Available data Block Start

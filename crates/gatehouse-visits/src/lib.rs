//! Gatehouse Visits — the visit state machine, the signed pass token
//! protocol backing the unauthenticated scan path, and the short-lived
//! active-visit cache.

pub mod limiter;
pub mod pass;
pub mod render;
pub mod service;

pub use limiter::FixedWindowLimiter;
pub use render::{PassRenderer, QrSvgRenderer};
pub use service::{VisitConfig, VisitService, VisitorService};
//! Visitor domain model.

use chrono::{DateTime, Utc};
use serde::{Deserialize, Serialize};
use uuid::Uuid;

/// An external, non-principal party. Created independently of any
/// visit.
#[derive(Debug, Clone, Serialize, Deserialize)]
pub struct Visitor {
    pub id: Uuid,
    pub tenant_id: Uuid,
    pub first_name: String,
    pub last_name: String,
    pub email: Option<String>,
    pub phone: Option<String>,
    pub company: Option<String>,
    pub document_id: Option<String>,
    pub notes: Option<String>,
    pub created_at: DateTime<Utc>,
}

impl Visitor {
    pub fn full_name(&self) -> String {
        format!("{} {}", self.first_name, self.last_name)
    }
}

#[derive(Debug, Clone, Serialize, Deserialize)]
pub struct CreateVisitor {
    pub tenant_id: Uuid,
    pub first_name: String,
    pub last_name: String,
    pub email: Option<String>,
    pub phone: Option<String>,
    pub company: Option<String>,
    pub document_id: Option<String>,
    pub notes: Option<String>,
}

Available data Block End
Available data Block Start

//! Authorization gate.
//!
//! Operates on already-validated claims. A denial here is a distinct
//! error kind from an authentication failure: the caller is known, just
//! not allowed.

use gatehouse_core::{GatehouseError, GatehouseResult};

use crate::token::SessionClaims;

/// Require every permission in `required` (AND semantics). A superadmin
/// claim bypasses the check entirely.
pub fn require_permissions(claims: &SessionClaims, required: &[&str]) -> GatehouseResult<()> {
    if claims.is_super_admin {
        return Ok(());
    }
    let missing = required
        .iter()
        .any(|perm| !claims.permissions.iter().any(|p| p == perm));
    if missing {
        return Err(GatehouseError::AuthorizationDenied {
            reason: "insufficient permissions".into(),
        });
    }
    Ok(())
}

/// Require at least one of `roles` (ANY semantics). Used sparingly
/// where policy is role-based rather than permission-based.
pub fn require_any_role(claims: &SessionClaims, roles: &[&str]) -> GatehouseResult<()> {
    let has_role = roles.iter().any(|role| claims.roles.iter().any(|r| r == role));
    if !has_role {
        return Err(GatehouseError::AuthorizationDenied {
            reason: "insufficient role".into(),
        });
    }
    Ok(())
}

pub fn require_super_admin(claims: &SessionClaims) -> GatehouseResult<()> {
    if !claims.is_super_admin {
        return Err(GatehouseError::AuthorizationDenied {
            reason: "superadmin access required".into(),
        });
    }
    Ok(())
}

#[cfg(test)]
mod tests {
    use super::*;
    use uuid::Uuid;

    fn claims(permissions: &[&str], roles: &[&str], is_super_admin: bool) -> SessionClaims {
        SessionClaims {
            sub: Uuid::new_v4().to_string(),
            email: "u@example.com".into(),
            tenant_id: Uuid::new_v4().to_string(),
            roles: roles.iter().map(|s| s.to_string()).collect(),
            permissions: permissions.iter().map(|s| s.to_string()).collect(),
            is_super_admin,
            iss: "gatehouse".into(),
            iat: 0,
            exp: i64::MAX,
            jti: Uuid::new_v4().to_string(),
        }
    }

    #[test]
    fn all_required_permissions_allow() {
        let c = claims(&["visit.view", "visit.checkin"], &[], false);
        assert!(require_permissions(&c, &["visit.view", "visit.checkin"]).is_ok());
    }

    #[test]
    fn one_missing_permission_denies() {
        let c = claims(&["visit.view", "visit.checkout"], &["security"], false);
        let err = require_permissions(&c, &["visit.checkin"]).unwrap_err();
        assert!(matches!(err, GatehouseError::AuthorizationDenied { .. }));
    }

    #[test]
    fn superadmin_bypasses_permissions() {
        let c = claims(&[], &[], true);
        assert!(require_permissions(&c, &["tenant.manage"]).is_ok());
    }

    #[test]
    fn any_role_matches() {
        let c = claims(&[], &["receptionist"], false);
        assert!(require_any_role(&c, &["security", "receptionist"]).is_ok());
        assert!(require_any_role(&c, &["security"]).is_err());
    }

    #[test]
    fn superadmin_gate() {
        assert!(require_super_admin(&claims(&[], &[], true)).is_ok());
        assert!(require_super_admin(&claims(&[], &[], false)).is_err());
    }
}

Available data Block End

## Work required
Count the lines in the data that contain the string "insufficient", and give nothing but that number.

## Finished exercise
2